Speaker: Brando Benifei
What mechanisms can be created to allow CEOs and companies to take additional safety steps despite competitive geopolitical pressures?
Without supportive conditions, firms may prioritize market competition over safety, undermining responsible AI development.
Speaker: Sean
How can the international community bring AI leaders from the EU, the US, China and other regions to the table as equals to cooperate on AI safety and governance?
AI risks are global; coordinated, equitable cooperation is needed to prevent fragmented standards and to manage systemic threats.
Speaker: Sean
What domain‑specific trust controls and use‑case frameworks are needed for different sectors (e.g., medicine versus customer service) to ensure safe AI deployment?
Different applications have distinct risk profiles; tailored controls are essential for both productivity gains and public confidence.
Speaker: Paola
What governance structures should address the military use of AI and the associated loss‑of‑control risks?

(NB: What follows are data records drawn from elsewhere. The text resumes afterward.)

fn tokenize(input: &str) -> Result<Vec<(usize, Token)>, ExprError> {
    let mut tokens = Vec::new();
    let chars: Vec<char> = input.chars().collect();
    let mut i = 0;
    while i < chars.len() {
        let start = i;
        let c = chars[i];
        match c {
            ' ' | '\t' | '\r' | '\n' => {
                i += 1;
            }
            '(' => {
                tokens.push((start, Token::LParen));
                i += 1;
            }
            ')' => {
                tokens.push((start, Token::RParen));
                i += 1;
            }
            '[' => {
                tokens.push((start, Token::LBracket));
                i += 1;
            }
            ']' => {
                tokens.push((start, Token::RBracket));
                i += 1;
            }
            '.' => {
                tokens.push((start, Token::Dot));
                i += 1;
            }
            '+' => {
                tokens.push((start, Token::Plus));
                i += 1;
            }
            '-' => {
                tokens.push((start, Token::Minus));
                i += 1;
            }
            '*' => {
                tokens.push((start, Token::Star));
                i += 1;
            }
            '/' => {
                tokens.push((start, Token::Slash));
                i += 1;
            }
            '%' => {
                tokens.push((start, Token::Percent));
                i += 1;
            }
            '=' => {
                if chars.get(i + 1) == Some(&'=') {
                    tokens.push((start, Token::Eq));
                    i += 2;
                } else {
                    return Err(ExprError::Syntax {
                        offset: start,
                        message: "assignment is not permitted".to_string(),
                    });
                }
            }
            '!' => {
                if chars.get(i + 1) == Some(&'=') {
                    tokens.push((start, Token::Ne));
                    i += 2;
                } else {
                    return Err(ExprError::Syntax {
                        offset: start,
                        message: "unexpected '!'".to_string(),
                    });
                }
            }
            '<' => {
                if chars.get(i + 1) == Some(&'=') {
                    tokens.push((start, Token::Le));
                    i += 2;
                } else {
                    tokens.push((start, Token::Lt));
                    i += 1;
                }
            }
            '>' => {
                if chars.get(i + 1) == Some(&'=') {
                    tokens.push((start, Token::Ge));
                    i += 2;
                } else {
                    tokens.push((start, Token::Gt));
                    i += 1;
                }
            }
            '\'' | '"' => {
                let quote = c;
                i += 1;
                let mut text = String::new();
                loop {
                    match chars.get(i) {
                        Some(&ch) if ch == quote => {
                            i += 1;
                            break;
                        }
                        Some('\\') => {
                            match chars.get(i + 1) {
                                Some(&escaped) => text.push(escaped),
                                None => {
                                    return Err(ExprError::Syntax {
                                        offset: start,
                                        message: "unterminated string literal".to_string(),
                                    })
                                }
                            }
                            i += 2;
                        }
                        Some(&ch) => {
                            text.push(ch);
                            i += 1;
                        }
                        None => {
                            return Err(ExprError::Syntax {
                                offset: start,
                                message: "unterminated string literal".to_string(),
                            })
                        }
                    }
                }
                tokens.push((start, Token::Str(text)));
            }
            '0'..='9' => {
                let mut end = i;
                while end < chars.len() && (chars[end].is_ascii_digit() || chars[end] == '.') {
                    end += 1;
                }
                let text: String = chars[i..end].iter().collect();
                let number = text.parse::<f64>().map_err(|_| ExprError::Syntax {
                    offset: start,
                    message: format!("invalid number literal '{text}'"),
                })?;
                tokens.push((start, Token::Number(number)));
                i = end;
            }
            _ if c.is_alphabetic() || c == '_' => {
                let mut end = i;
                while end < chars.len() && (chars[end].is_alphanumeric() || chars[end] == '_') {
                    end += 1;
                }
                let word: String = chars[i..end].iter().collect();
                let token = match word.as_str() {
                    "and" => Token::And,
                    "or" => Token::Or,
                    "not" => Token::Not,
                    "in" => Token::In,
                    "is" => Token::Is,
                    "true" | "True" => Token::True,
                    "false" | "False" => Token::False,
                    "none" | "None" | "null" => Token::Null,
                    "lambda" => {
                        return Err(ExprError::Syntax {
                            offset: start,
                            message: "lambda expressions are not permitted".to_string(),
                        })
                    }
                    _ => Token::Name(word),
                };
                tokens.push((start, token));
                i = end;
            }
            _ => {
                return Err(ExprError::Syntax {
                    offset: start,
                    message: format!("unexpected character '{c}'"),
                })
            }
        }
    }
    Ok(tokens)
}

struct Parser {
    tokens: Vec<(usize, Token)>,
    pos: usize,
    input_len: usize,
}
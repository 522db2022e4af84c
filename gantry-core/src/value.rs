/// Blackboard value type. JSON is the lingua franca between nodes,
/// edge conditions, and session state.
pub type Value = serde_json::Value;
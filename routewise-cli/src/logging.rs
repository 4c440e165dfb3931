use anyhow::{anyhow, Result};
use tracing_subscriber::EnvFilter;

/// Install the global `tracing` subscriber on stderr.
///
/// Level comes from `RUST_LOG` (default `info`). `json` switches to JSON lines.
pub fn init_tracing(json: bool) -> Result<()> {
    let filter = EnvFilter::try_from_default_env().unwrap_or_else(|_| EnvFilter::new("info"));
    let builder = tracing_subscriber::fmt()
        .with_env_filter(filter)
        .with_target(true)
        .with_writer(std::io::stderr);

    let installed = if json {
        builder.json().try_init()
    } else {
        builder.try_init()
    };
    installed.map_err(|e| anyhow!("init tracing: {e}"))
}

Military AI poses existential and security threats that require oversight beyond the private sector, demanding clear public‑institution leadership.
Speaker: Brando Benifei
What further research is required on loss‑of‑control risks and military AI, as highlighted by Professor Banjo’s work?
Understanding these high‑impact risks is necessary to design effective safeguards and inform policy decisions.
Speaker: Brando Benifei
Which safety chapters and standards in the Code of Practice can be adopted internationally as reference points for other countries?
Identifying harmonised standards facilitates global alignment and mutual recognition, strengthening worldwide AI safety governance.